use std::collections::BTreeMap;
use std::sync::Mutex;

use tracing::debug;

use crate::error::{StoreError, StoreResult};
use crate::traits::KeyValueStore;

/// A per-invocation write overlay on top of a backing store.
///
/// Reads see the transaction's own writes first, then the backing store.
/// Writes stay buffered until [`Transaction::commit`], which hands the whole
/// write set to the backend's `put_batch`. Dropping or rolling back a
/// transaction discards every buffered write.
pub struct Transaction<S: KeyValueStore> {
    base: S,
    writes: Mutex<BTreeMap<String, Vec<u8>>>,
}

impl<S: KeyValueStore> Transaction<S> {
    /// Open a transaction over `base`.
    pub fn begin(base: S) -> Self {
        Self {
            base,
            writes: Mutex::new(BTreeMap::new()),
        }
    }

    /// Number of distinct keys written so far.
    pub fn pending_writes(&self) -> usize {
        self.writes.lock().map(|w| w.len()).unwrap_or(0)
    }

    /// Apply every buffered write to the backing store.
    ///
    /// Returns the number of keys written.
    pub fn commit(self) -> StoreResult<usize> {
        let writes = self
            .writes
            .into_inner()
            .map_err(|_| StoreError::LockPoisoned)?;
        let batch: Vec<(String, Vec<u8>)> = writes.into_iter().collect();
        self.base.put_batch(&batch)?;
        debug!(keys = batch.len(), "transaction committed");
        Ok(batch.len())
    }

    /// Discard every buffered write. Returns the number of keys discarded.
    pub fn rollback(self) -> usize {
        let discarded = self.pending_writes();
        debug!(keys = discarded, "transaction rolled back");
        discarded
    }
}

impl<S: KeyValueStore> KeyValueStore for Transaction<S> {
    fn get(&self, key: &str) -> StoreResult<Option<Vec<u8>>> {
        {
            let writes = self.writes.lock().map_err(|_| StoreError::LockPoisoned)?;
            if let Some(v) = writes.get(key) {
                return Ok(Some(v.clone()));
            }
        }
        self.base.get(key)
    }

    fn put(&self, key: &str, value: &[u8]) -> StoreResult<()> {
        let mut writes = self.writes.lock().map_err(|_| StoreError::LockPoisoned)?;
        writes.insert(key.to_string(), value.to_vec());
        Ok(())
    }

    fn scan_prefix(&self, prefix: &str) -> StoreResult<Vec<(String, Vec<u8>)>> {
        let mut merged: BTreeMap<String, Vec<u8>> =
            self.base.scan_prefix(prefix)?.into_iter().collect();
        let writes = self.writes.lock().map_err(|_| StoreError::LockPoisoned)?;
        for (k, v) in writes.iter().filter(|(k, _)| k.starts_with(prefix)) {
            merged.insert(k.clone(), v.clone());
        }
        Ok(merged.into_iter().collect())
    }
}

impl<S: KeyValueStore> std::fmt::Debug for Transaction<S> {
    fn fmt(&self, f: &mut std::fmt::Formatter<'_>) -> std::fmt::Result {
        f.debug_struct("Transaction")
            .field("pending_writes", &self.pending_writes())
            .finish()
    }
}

##########

:: THE PROBLEM ::
Return, unchanged, the run of lines above that opens with the line containing "pub fn commit(self)" and closes with the line containing "self.base.put_batch(&batch)?;". Include both.

:: OUTPUT FOR THIS TASK ::
    pub fn commit(self) -> StoreResult<usize> {
        let writes = self
            .writes
            .into_inner()
            .map_err(|_| StoreError::LockPoisoned)?;
        let batch: Vec<(String, Vec<u8>)> = writes.into_iter().collect();
        self.base.put_batch(&batch)?;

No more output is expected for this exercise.